I rushed to my source and begged for some more, but there was no way I was going to be able to get ahold of another bottle before what few drops I had ran out.  So I looked up how to go forward.  What I found is essentially this:  double up on the food plan and pick up where you left off when you get your stuff again.  And that's what I've done.  At this moment, my HCG is under the control of U.S. Customs in New York (shout out to AllDayChemists.com, btw).

But of course, even in this time of enlightened planning, a million questions are swirling:  how will this impact my process?  Will I pick up, or will the interruption in the process also terminally interrupt any chemical / hormonal/ physiological phenomenons happening in my body now?  Will this impact that whole becoming immune thing that reportedly happens when one is on HCG too long?  Will my body "unlearn" anything and make this whole thing longer and harder for me? 

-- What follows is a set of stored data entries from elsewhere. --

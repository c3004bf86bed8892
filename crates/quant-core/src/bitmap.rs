use std::cell::Cell;

use common_types::{PackedPixel, Palette, PalettizeError, PixelFormat};
use tracing::debug;

/// Rows are padded out to this boundary when a bitmap computes its own stride.
const ROW_ALIGN: usize = 4;

/// A stride-aware pixel buffer with an explicit lock discipline.
///
/// Every pixel lives at `row * stride_bytes + col * bytes_per_pixel`; the
/// stride may exceed `width * bytes_per_pixel` because of row alignment
/// padding, and accessors never touch the padding bytes. Pixel data can only
/// be read or written through a [`PixelReader`] or [`PixelWriter`] guard,
/// which acquires the lock on construction and releases it on every exit
/// path when dropped.
#[derive(Debug)]
pub struct Bitmap {
    data: Vec<u8>,
    width: u32,
    height: u32,
    stride_bytes: usize,
    format: PixelFormat,
    palette: Option<Palette>,
    locked: Cell<bool>,
}

impl Clone for Bitmap {
    fn clone(&self) -> Self {
        // A clone is a fresh, unlocked buffer regardless of the source state.
        Self {
            data: self.data.clone(),
            width: self.width,
            height: self.height,
            stride_bytes: self.stride_bytes,
            format: self.format,
            palette: self.palette.clone(),
            locked: Cell::new(false),
        }
    }
}

impl Bitmap {
    /// Allocate a zeroed bitmap with rows aligned to a 4-byte boundary.
    pub fn new(width: u32, height: u32, format: PixelFormat) -> Self {
        let row_bytes = width as usize * format.bytes_per_pixel();
        let stride_bytes = (row_bytes + ROW_ALIGN - 1) / ROW_ALIGN * ROW_ALIGN;
        Self {
            data: vec![0; stride_bytes * height as usize],
            width,
            height,
            stride_bytes,
            format,
            palette: None,
            locked: Cell::new(false),
        }
    }

    /// Allocate a zeroed bitmap with an explicit stride, for layouts whose
    /// padding differs from the default alignment.
    pub fn with_stride(
        width: u32,
        height: u32,
        format: PixelFormat,
        stride_bytes: usize,
    ) -> Result<Self, PalettizeError> {
        let row_bytes = width as usize * format.bytes_per_pixel();
        if stride_bytes < row_bytes {
            return Err(PalettizeError::ResourceState {
                message: format!(
                    "stride {stride_bytes} is smaller than row width {row_bytes}"
                ),
            });
        }
        Ok(Self {
            data: vec![0; stride_bytes * height as usize],
            width,
            height,
            stride_bytes,
            format,
            palette: None,
            locked: Cell::new(false),
        })
    }

    /// Wrap tightly packed pixel bytes (no row padding).
    pub fn from_tight_bytes(
        width: u32,
        height: u32,
        format: PixelFormat,
        data: Vec<u8>,
    ) -> Result<Self, PalettizeError> {
        let row_bytes = width as usize * format.bytes_per_pixel();
        let expected = row_bytes * height as usize;
        if data.len() != expected {
            return Err(PalettizeError::ResourceState {
                message: format!(
                    "buffer holds {} bytes, tight {width}x{height} layout needs {expected}",
                    data.len()
                ),
            });
        }
        Ok(Self {
            data,
            width,
            height,
            stride_bytes: row_bytes,
            format,
            palette: None,
            locked: Cell::new(false),
        })
    }

    #[inline]
    pub fn width(&self) -> u32 {
        self.width
    }

    #[inline]
    pub fn height(&self) -> u32 {
        self.height
    }

    #[inline]
    pub fn stride_bytes(&self) -> usize {
        self.stride_bytes
    }

    #[inline]
    pub fn format(&self) -> PixelFormat {
        self.format
    }

    pub fn palette(&self) -> Option<&Palette> {
        self.palette.as_ref()
    }

    pub fn set_palette(&mut self, palette: Palette) {
        self.palette = Some(palette);
    }

    /// Detach the current palette, leaving an empty container behind for the
    /// strategy that rebuilds it.
    pub fn take_palette(&mut self) -> Palette {
        self.palette.take().unwrap_or_default()
    }

    /// Raw backing bytes, padding included. Read-only; pixel access goes
    /// through the guards.
    pub fn raw_data(&self) -> &[u8] {
        &self.data
    }

    /// Copy out the pixel rows without the stride padding.
    pub fn to_tight_bytes(&self) -> Vec<u8> {
        let row_bytes = self.width as usize * self.format.bytes_per_pixel();
        if self.stride_bytes == row_bytes {
            return self.data.clone();
        }
        let mut tight = Vec::with_capacity(row_bytes * self.height as usize);
        for row in 0..self.height as usize {
            let start = row * self.stride_bytes;
            tight.extend_from_slice(&self.data[start..start + row_bytes]);
        }
        tight
    }

    /// Mark the backing memory as locked. Fails if a lock is already held.
    pub fn lock(&self) -> Result<(), PalettizeError> {
        if self.locked.get() {
            return Err(PalettizeError::ResourceState {
                message: "bitmap is already locked".to_string(),
            });
        }
        self.locked.set(true);
        Ok(())
    }

    /// Release the lock. Fails if the bitmap is not currently locked.
    pub fn unlock(&self) -> Result<(), PalettizeError> {
        if !self.locked.get() {
            return Err(PalettizeError::ResourceState {
                message: "bitmap is not locked".to_string(),
            });
        }
        self.locked.set(false);
        Ok(())
    }

    #[inline]
    pub fn is_locked(&self) -> bool {
        self.locked.get()
    }

    /// Acquire a scoped read view. The lock is released when the guard drops.
    pub fn reader(&self) -> Result<PixelReader<'_>, PalettizeError> {
        self.lock()?;
        Ok(PixelReader { bitmap: self })
    }

    /// Acquire a scoped write view. The lock is released when the guard drops.
    pub fn writer(&mut self) -> Result<PixelWriter<'_>, PalettizeError> {
        self.lock()?;
        Ok(PixelWriter { bitmap: self })
    }

    #[inline]
    fn offset(&self, x: u32, y: u32) -> Result<usize, PalettizeError> {
        if x >= self.width || y >= self.height {
            return Err(PalettizeError::PixelOutOfBounds { x, y });
        }
        Ok(y as usize * self.stride_bytes + x as usize * self.format.bytes_per_pixel())
    }
}

/// Scoped read-only view over a locked bitmap.
pub struct PixelReader<'a> {
    bitmap: &'a Bitmap,
}

impl PixelReader<'_> {
    /// Decode the pixel at (x, y) to its packed BGRA form, regardless of the
    /// underlying format. Indexed sources resolve through their palette.
    pub fn pixel(&self, x: u32, y: u32) -> Result<PackedPixel, PalettizeError> {
        let offset = self.bitmap.offset(x, y)?;
        let data = &self.bitmap.data;
        match self.bitmap.format {
            PixelFormat::Bgra32 => Ok(PackedPixel::from_bgra_bytes([
                data[offset],
                data[offset + 1],
                data[offset + 2],
                data[offset + 3],
            ])),
            PixelFormat::Rgb24 => Ok(PackedPixel {
                blue: data[offset],
                green: data[offset + 1],
                red: data[offset + 2],
                alpha: 0xFF,
            }),
            PixelFormat::Indexed8 => {
                let palette = self.bitmap.palette.as_ref().ok_or_else(|| {
                    PalettizeError::UnsupportedPixelFormat {
                        format: "Indexed8 without an attached palette".to_string(),
                    }
                })?;
                palette
                    .get(data[offset])
                    .ok_or(PalettizeError::PixelOutOfBounds { x, y })
            }
        }
    }

    /// Read the raw palette index at (x, y). Only valid for indexed bitmaps.
    pub fn index(&self, x: u32, y: u32) -> Result<u8, PalettizeError> {
        if self.bitmap.format != PixelFormat::Indexed8 {
            return Err(PalettizeError::ResourceState {
                message: format!("index read on a {:?} bitmap", self.bitmap.format),
            });
        }
        let offset = self.bitmap.offset(x, y)?;
        Ok(self.bitmap.data[offset])
    }
}

impl Drop for PixelReader<'_> {
    fn drop(&mut self) {
        self.bitmap.locked.set(false);
    }
}

/// Scoped write view over a locked bitmap.
pub struct PixelWriter<'a> {
    bitmap: &'a mut Bitmap,
}

impl PixelWriter<'_> {
    /// Write a whole pixel at (x, y). Only valid for direct-color bitmaps.
    pub fn set_pixel(&mut self, x: u32, y: u32, pixel: PackedPixel) -> Result<(), PalettizeError> {
        let offset = self.bitmap.offset(x, y)?;
        match self.bitmap.format {
            PixelFormat::Bgra32 => {
                self.bitmap.data[offset..offset + 4].copy_from_slice(&pixel.to_bgra_bytes());
                Ok(())
            }
            PixelFormat::Rgb24 => {
                self.bitmap.data[offset] = pixel.blue;
                self.bitmap.data[offset + 1] = pixel.green;
                self.bitmap.data[offset + 2] = pixel.red;
                Ok(())
            }
            PixelFormat::Indexed8 => Err(PalettizeError::ResourceState {
                message: "direct pixel write on an indexed bitmap".to_string(),
            }),
        }
    }

    /// Write a 1-byte palette index at (x, y). Only valid for indexed bitmaps.
    pub fn set_index(&mut self, x: u32, y: u32, index: u8) -> Result<(), PalettizeError> {
        if self.bitmap.format != PixelFormat::Indexed8 {
            return Err(PalettizeError::ResourceState {
                message: format!("index write on a {:?} bitmap", self.bitmap.format),
            });
        }
        let offset = self.bitmap.offset(x, y)?;
        self.bitmap.data[offset] = index;
        Ok(())
    }
}

impl Drop for PixelWriter<'_> {
    fn drop(&mut self) {
        self.bitmap.locked.set(false);
    }
}

/// Normalize a source to BGRA by copying it pixel-for-pixel onto a freshly
/// allocated 32-bit canvas of identical dimensions.
pub fn widen_to_bgra(source: &Bitmap) -> Result<Bitmap, PalettizeError> {
    match source.format() {
        PixelFormat::Bgra32 => Ok(source.clone()),
        PixelFormat::Rgb24 | PixelFormat::Indexed8 => {
            debug!(
                from = ?source.format(),
                width = source.width(),
                height = source.height(),
                "widening source to BGRA"
            );
            let mut canvas = Bitmap::new(source.width(), source.height(), PixelFormat::Bgra32);
            let reader = source.reader()?;
            let mut writer = canvas.writer()?;
            for y in 0..source.height() {
                for x in 0..source.width() {
                    writer.set_pixel(x, y, reader.pixel(x, y)?)?;
                }
            }
            drop(writer);
            Ok(canvas)
        }
    }
}

#[cfg(test)]
mod tests {
    use super::*;

    #[test]
    fn stride_is_aligned_to_four_bytes() {
        let bmp = Bitmap::new(3, 2, PixelFormat::Rgb24);
        // 3 * 3 = 9 bytes per row, padded to 12
        assert_eq!(bmp.stride_bytes(), 12);
        assert_eq!(bmp.raw_data().len(), 24);
    }

    #[test]
    fn explicit_stride_must_cover_row() {
        let err = Bitmap::with_stride(4, 1, PixelFormat::Bgra32, 15).unwrap_err();
        assert_eq!(err.code(), "E_BUFFER_STATE");
        assert!(Bitmap::with_stride(4, 1, PixelFormat::Bgra32, 20).is_ok());
    }

    #[test]
    fn tight_bytes_rejects_wrong_length() {
        let err =
            Bitmap::from_tight_bytes(2, 2, PixelFormat::Bgra32, vec![0; 15]).unwrap_err();
        assert_eq!(err.code(), "E_BUFFER_STATE");
    }

    #[test]
    fn double_unlock_fails() {
        let bmp = Bitmap::new(1, 1, PixelFormat::Bgra32);
        bmp.lock().unwrap();
        bmp.unlock().unwrap();
        let err = bmp.unlock().unwrap_err();
        assert!(matches!(err, PalettizeError::ResourceState { .. }));
        assert_eq!(err.code(), "E_BUFFER_STATE");
    }

    #[test]
    fn double_lock_fails() {
        let bmp = Bitmap::new(1, 1, PixelFormat::Bgra32);
        let _reader = bmp.reader().unwrap();
        assert!(bmp.lock().is_err());
    }

    #[test]
    fn guard_drop_releases_lock() {
        let bmp = Bitmap::new(1, 1, PixelFormat::Bgra32);
        {
            let _reader = bmp.reader().unwrap();
            assert!(bmp.is_locked());
        }
        assert!(!bmp.is_locked());
        assert!(bmp.reader().is_ok());
    }

    #[test]
    fn pixel_round_trip_with_padded_stride() {
        let mut bmp = Bitmap::with_stride(2, 2, PixelFormat::Bgra32, 13).unwrap();
        let px = PackedPixel::from_rgba(1, 2, 3, 4);
        {
            let mut writer = bmp.writer().unwrap();
            writer.set_pixel(1, 1, px).unwrap();
        }
        let reader = bmp.reader().unwrap();
        assert_eq!(reader.pixel(1, 1).unwrap(), px);
        assert_eq!(reader.pixel(0, 0).unwrap(), PackedPixel::from_rgba(0, 0, 0, 0));
    }

    #[test]
    fn out_of_bounds_access_fails() {
        let bmp = Bitmap::new(2, 2, PixelFormat::Bgra32);
        let reader = bmp.reader().unwrap();
        let err = reader.pixel(2, 0).unwrap_err();
        assert!(matches!(err, PalettizeError::PixelOutOfBounds { x: 2, y: 0 }));
        assert!(reader.pixel(0, 2).is_err());
    }

    #[test]
    fn widen_rgb24_gains_opaque_alpha() {
        let mut src = Bitmap::new(2, 1, PixelFormat::Rgb24);
        {
            let mut writer = src.writer().unwrap();
            writer.set_pixel(0, 0, PackedPixel::opaque(10, 20, 30)).unwrap();
            writer.set_pixel(1, 0, PackedPixel::opaque(40, 50, 60)).unwrap();
        }
        let widened = widen_to_bgra(&src).unwrap();
        assert_eq!(widened.format(), PixelFormat::Bgra32);
        let reader = widened.reader().unwrap();
        assert_eq!(reader.pixel(0, 0).unwrap(), PackedPixel::opaque(10, 20, 30));
        assert_eq!(reader.pixel(1, 0).unwrap().alpha, 0xFF);
    }

    #[test]
    fn widen_indexed_resolves_through_palette() {
        let mut palette = Palette::new();
        palette.push(PackedPixel::opaque(255, 0, 0)).unwrap();
        palette.push(PackedPixel::opaque(0, 0, 255)).unwrap();

        let mut src = Bitmap::new(2, 1, PixelFormat::Indexed8);
        src.set_palette(palette);
        {
            let mut writer = src.writer().unwrap();
            writer.set_index(0, 0, 0).unwrap();
            writer.set_index(1, 0, 1).unwrap();
        }
        let widened = widen_to_bgra(&src).unwrap();
        let reader = widened.reader().unwrap();
        assert_eq!(reader.pixel(0, 0).unwrap(), PackedPixel::opaque(255, 0, 0));
        assert_eq!(reader.pixel(1, 0).unwrap(), PackedPixel::opaque(0, 0, 255));
    }

    #[test]
    fn widen_indexed_without_palette_fails() {
        let src = Bitmap::new(1, 1, PixelFormat::Indexed8);
        let err = widen_to_bgra(&src).unwrap_err();
        assert_eq!(err.code(), "E_QUANT_FORMAT");
    }
}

And what about the psychological process?  Once I'm "free" can I go back to crab and crackers?  There is real tension between wanting to look and feel a certain way and wanting that damn white chocolate cookie.  There's fodder here for some real thinking on how I will survive after the plan if I am struggling in between stages.

All of these questions go to the heart of not just my weightloss, but my weight loss "study."  What will a break mean for my results?  Yes, I'm terrified that I'll lose momentum in my mind AND in my body.  But I also fear that I've undercut the credibility of my review.  I have the inner strength to suit up, boot up, and keep it movin.'  But only time will tell if it will keep movin' for me.

Anyway, I just wanted to let you know the state of affairs with HCG and me.  Wish me luck!